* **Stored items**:
━━━━━━━━━━━━━━━━━━━━━━━━━━━━━━
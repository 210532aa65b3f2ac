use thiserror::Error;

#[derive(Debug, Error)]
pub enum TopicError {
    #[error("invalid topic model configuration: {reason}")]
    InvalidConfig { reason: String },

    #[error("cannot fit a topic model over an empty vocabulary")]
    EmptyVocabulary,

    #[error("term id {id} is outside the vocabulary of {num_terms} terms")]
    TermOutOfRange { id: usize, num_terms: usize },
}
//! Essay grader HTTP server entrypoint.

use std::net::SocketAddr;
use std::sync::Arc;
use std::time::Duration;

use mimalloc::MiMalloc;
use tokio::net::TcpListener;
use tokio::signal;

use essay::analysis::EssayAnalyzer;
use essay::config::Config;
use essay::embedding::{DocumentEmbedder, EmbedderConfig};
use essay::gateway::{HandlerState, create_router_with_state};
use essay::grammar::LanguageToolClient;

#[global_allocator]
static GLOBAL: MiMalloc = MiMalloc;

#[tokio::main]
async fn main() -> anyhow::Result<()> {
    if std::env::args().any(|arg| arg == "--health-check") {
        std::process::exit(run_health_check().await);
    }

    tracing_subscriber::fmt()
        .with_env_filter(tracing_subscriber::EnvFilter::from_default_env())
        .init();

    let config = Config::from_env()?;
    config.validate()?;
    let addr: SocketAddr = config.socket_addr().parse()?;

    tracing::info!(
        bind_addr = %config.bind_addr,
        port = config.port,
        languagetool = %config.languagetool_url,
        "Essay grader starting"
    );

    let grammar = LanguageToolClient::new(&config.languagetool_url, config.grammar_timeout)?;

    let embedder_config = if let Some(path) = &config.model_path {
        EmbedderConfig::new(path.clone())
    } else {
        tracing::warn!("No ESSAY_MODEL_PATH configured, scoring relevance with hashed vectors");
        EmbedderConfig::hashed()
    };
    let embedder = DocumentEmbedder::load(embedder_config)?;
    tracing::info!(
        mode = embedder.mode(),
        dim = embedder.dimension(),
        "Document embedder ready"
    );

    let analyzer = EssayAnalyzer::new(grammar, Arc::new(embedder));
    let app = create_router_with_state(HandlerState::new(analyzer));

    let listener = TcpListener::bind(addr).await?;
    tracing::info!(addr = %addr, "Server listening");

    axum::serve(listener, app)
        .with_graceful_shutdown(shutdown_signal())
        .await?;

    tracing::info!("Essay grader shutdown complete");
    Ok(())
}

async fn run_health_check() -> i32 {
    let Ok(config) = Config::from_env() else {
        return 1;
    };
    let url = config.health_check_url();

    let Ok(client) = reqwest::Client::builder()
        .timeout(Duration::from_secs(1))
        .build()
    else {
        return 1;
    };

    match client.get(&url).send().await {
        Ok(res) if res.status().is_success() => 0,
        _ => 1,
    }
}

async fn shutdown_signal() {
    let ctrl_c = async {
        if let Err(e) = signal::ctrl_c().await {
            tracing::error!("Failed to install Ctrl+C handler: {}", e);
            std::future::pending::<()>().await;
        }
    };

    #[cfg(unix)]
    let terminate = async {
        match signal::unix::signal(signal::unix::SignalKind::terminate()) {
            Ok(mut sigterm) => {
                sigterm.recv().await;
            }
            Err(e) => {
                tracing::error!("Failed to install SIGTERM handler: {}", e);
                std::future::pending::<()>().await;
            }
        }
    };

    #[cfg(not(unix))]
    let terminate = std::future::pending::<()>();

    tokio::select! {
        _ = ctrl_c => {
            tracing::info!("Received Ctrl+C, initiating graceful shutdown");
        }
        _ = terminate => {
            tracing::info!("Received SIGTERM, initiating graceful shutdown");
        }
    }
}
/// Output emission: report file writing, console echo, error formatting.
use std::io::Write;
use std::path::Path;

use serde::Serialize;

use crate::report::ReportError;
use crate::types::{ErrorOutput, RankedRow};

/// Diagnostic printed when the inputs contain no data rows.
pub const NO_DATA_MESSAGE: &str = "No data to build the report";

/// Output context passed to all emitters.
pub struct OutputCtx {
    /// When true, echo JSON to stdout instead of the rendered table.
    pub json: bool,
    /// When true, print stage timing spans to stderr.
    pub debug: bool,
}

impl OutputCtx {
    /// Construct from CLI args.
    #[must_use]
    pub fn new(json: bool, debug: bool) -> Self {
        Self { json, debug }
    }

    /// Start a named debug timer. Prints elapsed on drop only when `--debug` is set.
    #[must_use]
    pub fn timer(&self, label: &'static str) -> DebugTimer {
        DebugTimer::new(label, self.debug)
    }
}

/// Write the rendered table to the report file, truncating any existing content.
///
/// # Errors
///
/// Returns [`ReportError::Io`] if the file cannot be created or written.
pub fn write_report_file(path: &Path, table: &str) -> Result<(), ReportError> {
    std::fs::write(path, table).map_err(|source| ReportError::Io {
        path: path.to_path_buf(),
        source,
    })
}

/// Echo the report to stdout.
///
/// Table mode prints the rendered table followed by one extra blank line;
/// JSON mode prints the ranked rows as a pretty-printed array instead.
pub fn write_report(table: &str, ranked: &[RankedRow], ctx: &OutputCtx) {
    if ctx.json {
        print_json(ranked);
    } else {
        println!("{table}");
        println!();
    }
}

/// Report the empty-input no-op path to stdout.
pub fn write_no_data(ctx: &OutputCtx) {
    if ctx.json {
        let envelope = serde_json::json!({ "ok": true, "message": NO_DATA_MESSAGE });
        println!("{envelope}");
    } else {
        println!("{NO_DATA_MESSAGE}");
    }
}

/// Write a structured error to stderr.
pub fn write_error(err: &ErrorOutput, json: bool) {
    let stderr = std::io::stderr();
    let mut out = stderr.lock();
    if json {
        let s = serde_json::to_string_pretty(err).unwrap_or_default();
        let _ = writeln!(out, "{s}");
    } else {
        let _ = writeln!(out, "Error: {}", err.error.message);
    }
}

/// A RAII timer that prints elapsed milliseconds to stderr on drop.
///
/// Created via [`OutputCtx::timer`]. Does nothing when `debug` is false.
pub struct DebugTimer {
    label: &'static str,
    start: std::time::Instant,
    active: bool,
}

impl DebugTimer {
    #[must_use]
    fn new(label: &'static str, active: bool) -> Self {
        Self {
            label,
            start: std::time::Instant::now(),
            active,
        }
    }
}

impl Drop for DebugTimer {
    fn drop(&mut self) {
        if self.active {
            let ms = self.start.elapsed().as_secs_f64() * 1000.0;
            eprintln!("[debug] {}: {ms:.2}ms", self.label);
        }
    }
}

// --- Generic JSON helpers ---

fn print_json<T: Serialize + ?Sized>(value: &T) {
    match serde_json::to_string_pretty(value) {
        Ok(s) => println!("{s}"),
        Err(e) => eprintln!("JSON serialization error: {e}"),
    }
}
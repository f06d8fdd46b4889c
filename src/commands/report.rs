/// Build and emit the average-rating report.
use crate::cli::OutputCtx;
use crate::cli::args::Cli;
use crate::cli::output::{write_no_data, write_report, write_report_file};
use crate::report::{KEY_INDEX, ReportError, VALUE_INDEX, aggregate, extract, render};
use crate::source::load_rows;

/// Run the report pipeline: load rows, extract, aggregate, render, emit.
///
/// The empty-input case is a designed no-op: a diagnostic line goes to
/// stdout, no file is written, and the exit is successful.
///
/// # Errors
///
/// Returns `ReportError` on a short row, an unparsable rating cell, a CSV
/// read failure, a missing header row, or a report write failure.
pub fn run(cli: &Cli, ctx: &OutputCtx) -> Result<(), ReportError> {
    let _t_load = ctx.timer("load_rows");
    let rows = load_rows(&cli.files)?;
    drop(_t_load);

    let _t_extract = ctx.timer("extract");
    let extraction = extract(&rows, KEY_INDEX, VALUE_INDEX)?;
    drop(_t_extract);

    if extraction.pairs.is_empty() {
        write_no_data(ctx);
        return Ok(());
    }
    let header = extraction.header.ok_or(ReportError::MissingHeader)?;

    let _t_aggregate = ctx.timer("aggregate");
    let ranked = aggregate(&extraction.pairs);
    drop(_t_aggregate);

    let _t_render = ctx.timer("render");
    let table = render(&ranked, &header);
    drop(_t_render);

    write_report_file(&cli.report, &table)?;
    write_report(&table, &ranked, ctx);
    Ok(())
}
━━━━━━━━━━━━━━━━━━━━━━━━━━━━━━
* **TASK OBJECTIVE**: Beginning at the line with "pub fn write_error(err: &ErrorOutput, json: bool)" and stopping after the line with "fn print_json<T: Serialize", please write out every line of the data above exactly and nothing else.

* **OUTPUT BELOW**:
pub fn write_error(err: &ErrorOutput, json: bool) {
    let stderr = std::io::stderr();
    let mut out = stderr.lock();
    if json {
        let s = serde_json::to_string_pretty(err).unwrap_or_default();
        let _ = writeln!(out, "{s}");
    } else {
        let _ = writeln!(out, "Error: {}", err.error.message);
    }
}

/// A RAII timer that prints elapsed milliseconds to stderr on drop.
///
/// Created via [`OutputCtx::timer`]. Does nothing when `debug` is false.
pub struct DebugTimer {
    label: &'static str,
    start: std::time::Instant,
    active: bool,
}

impl DebugTimer {
    #[must_use]
    fn new(label: &'static str, active: bool) -> Self {
        Self {
            label,
            start: std::time::Instant::now(),
            active,
        }
    }
}

impl Drop for DebugTimer {
    fn drop(&mut self) {
        if self.active {
            let ms = self.start.elapsed().as_secs_f64() * 1000.0;
            eprintln!("[debug] {}: {ms:.2}ms", self.label);
        }
    }
}

// --- Generic JSON helpers ---

fn print_json<T: Serialize + ?Sized>(value: &T) {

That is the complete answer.